Exercise brief ▸ Word by word and line by line, write out all of the records.

Records shown ▸
++++++++++++++++++++
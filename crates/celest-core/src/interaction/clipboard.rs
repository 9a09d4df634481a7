//! App-internal clipboard for nodes and the edges between them.

use crate::geometry::compute_bounds_from_items;
use crate::graph::{CodeGraph, GraphEdge, GraphNode, new_id};
use crate::selection::Selection;
use kurbo::{Point, Vec2};
use std::collections::BTreeMap;

/// Nodes and edges produced by a paste, with fresh ids.
#[derive(Debug, Clone, PartialEq)]
pub struct Pasted {
    pub nodes: Vec<GraphNode>,
    pub edges: Vec<GraphEdge>,
}

impl Pasted {
    pub fn ids(&self) -> Selection {
        self.nodes.iter().map(|n| n.id.clone()).collect()
    }
}

/// Copied graph fragment. Never touches the system clipboard.
#[derive(Debug, Clone, Default)]
pub struct Clipboard {
    nodes: Vec<GraphNode>,
    edges: Vec<GraphEdge>,
}

impl Clipboard {
    pub fn new() -> Self {
        Self::default()
    }

    pub fn is_empty(&self) -> bool {
        self.nodes.is_empty()
    }

    pub fn len(&self) -> usize {
        self.nodes.len()
    }

    /// Copy selected nodes plus edges whose endpoints were both copied.
    ///
    /// An empty selection leaves the clipboard untouched. Returns the number
    /// of nodes copied.
    pub fn copy(&mut self, selection: &Selection, graph: &CodeGraph) -> usize {
        let nodes: Vec<GraphNode> = selection
            .iter()
            .filter_map(|id| graph.node(id).cloned())
            .collect();
        if nodes.is_empty() {
            return 0;
        }
        self.edges = graph
            .edges
            .values()
            .filter(|e| selection.contains(&e.source) && selection.contains(&e.target))
            .cloned()
            .collect();
        self.nodes = nodes;
        self.nodes.len()
    }

    /// Fresh copies whose bounds' top-left lands on `at`.
    pub fn paste(&self, at: Point) -> Option<Pasted> {
        let bounds = compute_bounds_from_items(self.nodes.iter().map(GraphNode::bounds))?;
        let offset: Vec2 = at - Point::new(bounds.x0, bounds.y0);

        let mut id_map = BTreeMap::new();
        let nodes: Vec<GraphNode> = self
            .nodes
            .iter()
            .map(|node| {
                let mut copy = node.duplicate();
                copy.position = node.position + offset;
                id_map.insert(node.id.clone(), copy.id.clone());
                copy
            })
            .collect();

        let edges = self
            .edges
            .iter()
            .filter_map(|edge| {
                Some(GraphEdge {
                    id: new_id(),
                    source: id_map.get(&edge.source)?.clone(),
                    target: id_map.get(&edge.target)?.clone(),
                    source_handle: edge.source_handle.clone(),
                    target_handle: edge.target_handle.clone(),
                })
            })
            .collect();

        Some(Pasted { nodes, edges })
    }
}

#[cfg(test)]
mod tests {
    use super::*;
    use crate::graph::{NodeKind, create_empty_code_graph, upsert_edge, upsert_node};

    fn graph() -> std::sync::Arc<CodeGraph> {
        let g = create_empty_code_graph();
        let g = upsert_node(&g, GraphNode::new("a", "A", Point::new(10.0, 10.0), NodeKind::Note { text: "x".into() }));
        let g = upsert_node(&g, GraphNode::new("b", "B", Point::new(110.0, 60.0), NodeKind::Note { text: String::new() }));
        let g = upsert_node(&g, GraphNode::new("c", "C", Point::new(500.0, 500.0), NodeKind::Note { text: String::new() }));
        let g = upsert_edge(&g, GraphEdge { id: "ab".into(), source: "a".into(), target: "b".into(), source_handle: Some("out".into()), target_handle: Some("in".into()) });
        upsert_edge(&g, GraphEdge { id: "bc".into(), source: "b".into(), target: "c".into(), source_handle: None, target_handle: None })
    }

    #[test]
    fn test_copy_keeps_internal_edges_only() {
        let g = graph();
        let mut clipboard = Clipboard::new();
        let selection: Selection = ["a".to_string(), "b".to_string()].into();
        assert_eq!(clipboard.copy(&selection, &g), 2);

        let pasted = clipboard.paste(Point::new(0.0, 0.0)).unwrap();
        assert_eq!(pasted.nodes.len(), 2);
        assert_eq!(pasted.edges.len(), 1);
        let edge = &pasted.edges[0];
        assert!(pasted.ids().contains(&edge.source));
        assert!(pasted.ids().contains(&edge.target));
        assert_ne!(edge.id, "ab");
    }

    #[test]
    fn test_paste_preserves_layout_at_cursor() {
        let g = graph();
        let mut clipboard = Clipboard::new();
        clipboard.copy(&["a".to_string(), "b".to_string()].into(), &g);

        let pasted = clipboard.paste(Point::new(1000.0, 2000.0)).unwrap();
        let a = pasted.nodes.iter().find(|n| n.title == "A").unwrap();
        let b = pasted.nodes.iter().find(|n| n.title == "B").unwrap();
        assert_eq!(a.position, Point::new(1000.0, 2000.0));
        assert_eq!(b.position, Point::new(1100.0, 2050.0));
        assert_ne!(a.id, "a");
    }

    #[test]
    fn test_empty_selection_keeps_clipboard() {
        let g = graph();
        let mut clipboard = Clipboard::new();
        clipboard.copy(&["c".to_string()].into(), &g);
        assert_eq!(clipboard.copy(&Selection::new(), &g), 0);
        assert_eq!(clipboard.len(), 1);
        assert!(Clipboard::new().paste(Point::ZERO).is_none());
    }
}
++++++++++++++++++++
Your response ▸
filename crates/celest-core/src/interaction/clipboard.rs
repository 9a09d4df634481a7
//! App-internal clipboard for nodes and the edges between them.

use crate::geometry::compute_bounds_from_items;
use crate::graph::{CodeGraph, GraphEdge, GraphNode, new_id};
use crate::selection::Selection;
use kurbo::{Point, Vec2};
use std::collections::BTreeMap;

/// Nodes and edges produced by a paste, with fresh ids.
#[derive(Debug, Clone, PartialEq)]
pub struct Pasted {
    pub nodes: Vec<GraphNode>,
    pub edges: Vec<GraphEdge>,
}

impl Pasted {
    pub fn ids(&self) -> Selection {
        self.nodes.iter().map(|n| n.id.clone()).collect()
    }
}

/// Copied graph fragment. Never touches the system clipboard.
#[derive(Debug, Clone, Default)]
pub struct Clipboard {
    nodes: Vec<GraphNode>,
    edges: Vec<GraphEdge>,
}

impl Clipboard {
    pub fn new() -> Self {
        Self::default()
    }

    pub fn is_empty(&self) -> bool {
        self.nodes.is_empty()
    }

    pub fn len(&self) -> usize {
        self.nodes.len()
    }

    /// Copy selected nodes plus edges whose endpoints were both copied.
    ///
    /// An empty selection leaves the clipboard untouched. Returns the number
    /// of nodes copied.
    pub fn copy(&mut self, selection: &Selection, graph: &CodeGraph) -> usize {
        let nodes: Vec<GraphNode> = selection
            .iter()
            .filter_map(|id| graph.node(id).cloned())
            .collect();
        if nodes.is_empty() {
            return 0;
        }
        self.edges = graph
            .edges
            .values()
            .filter(|e| selection.contains(&e.source) && selection.contains(&e.target))
            .cloned()
            .collect();
        self.nodes = nodes;
        self.nodes.len()
    }

    /// Fresh copies whose bounds' top-left lands on `at`.
    pub fn paste(&self, at: Point) -> Option<Pasted> {
        let bounds = compute_bounds_from_items(self.nodes.iter().map(GraphNode::bounds))?;
        let offset: Vec2 = at - Point::new(bounds.x0, bounds.y0);

        let mut id_map = BTreeMap::new();
        let nodes: Vec<GraphNode> = self
            .nodes
            .iter()
            .map(|node| {
                let mut copy = node.duplicate();
                copy.position = node.position + offset;
                id_map.insert(node.id.clone(), copy.id.clone());
                copy
            })
            .collect();

        let edges = self
            .edges
            .iter()
            .filter_map(|edge| {
                Some(GraphEdge {
                    id: new_id(),
                    source: id_map.get(&edge.source)?.clone(),
                    target: id_map.get(&edge.target)?.clone(),
                    source_handle: edge.source_handle.clone(),
                    target_handle: edge.target_handle.clone(),
                })
            })
            .collect();

        Some(Pasted { nodes, edges })
    }
}

#[cfg(test)]
mod tests {
    use super::*;
    use crate::graph::{NodeKind, create_empty_code_graph, upsert_edge, upsert_node};

    fn graph() -> std::sync::Arc<CodeGraph> {
        let g = create_empty_code_graph();
        let g = upsert_node(&g, GraphNode::new("a", "A", Point::new(10.0, 10.0), NodeKind::Note { text: "x".into() }));
        let g = upsert_node(&g, GraphNode::new("b", "B", Point::new(110.0, 60.0), NodeKind::Note { text: String::new() }));
        let g = upsert_node(&g, GraphNode::new("c", "C", Point::new(500.0, 500.0), NodeKind::Note { text: String::new() }));
        let g = upsert_edge(&g, GraphEdge { id: "ab".into(), source: "a".into(), target: "b".into(), source_handle: Some("out".into()), target_handle: Some("in".into()) });
        upsert_edge(&g, GraphEdge { id: "bc".into(), source: "b".into(), target: "c".into(), source_handle: None, target_handle: None })
    }

    #[test]
    fn test_copy_keeps_internal_edges_only() {
        let g = graph();
        let mut clipboard = Clipboard::new();
        let selection: Selection = ["a".to_string(), "b".to_string()].into();
        assert_eq!(clipboard.copy(&selection, &g), 2);

        let pasted = clipboard.paste(Point::new(0.0, 0.0)).unwrap();
        assert_eq!(pasted.nodes.len(), 2);
        assert_eq!(pasted.edges.len(), 1);
        let edge = &pasted.edges[0];
        assert!(pasted.ids().contains(&edge.source));
        assert!(pasted.ids().contains(&edge.target));
        assert_ne!(edge.id, "ab");
    }

    #[test]
    fn test_paste_preserves_layout_at_cursor() {
        let g = graph();
        let mut clipboard = Clipboard::new();
        clipboard.copy(&["a".to_string(), "b".to_string()].into(), &g);

        let pasted = clipboard.paste(Point::new(1000.0, 2000.0)).unwrap();
        let a = pasted.nodes.iter().find(|n| n.title == "A").unwrap();
        let b = pasted.nodes.iter().find(|n| n.title == "B").unwrap();
        assert_eq!(a.position, Point::new(1000.0, 2000.0));
        assert_eq!(b.position, Point::new(1100.0, 2050.0));
        assert_ne!(a.id, "a");
    }

    #[test]
    fn test_empty_selection_keeps_clipboard() {
        let g = graph();
        let mut clipboard = Clipboard::new();
        clipboard.copy(&["c".to_string()].into(), &g);
        assert_eq!(clipboard.copy(&Selection::new(), &g), 0);
        assert_eq!(clipboard.len(), 1);
        assert!(Clipboard::new().paste(Point::ZERO).is_none());
    }
}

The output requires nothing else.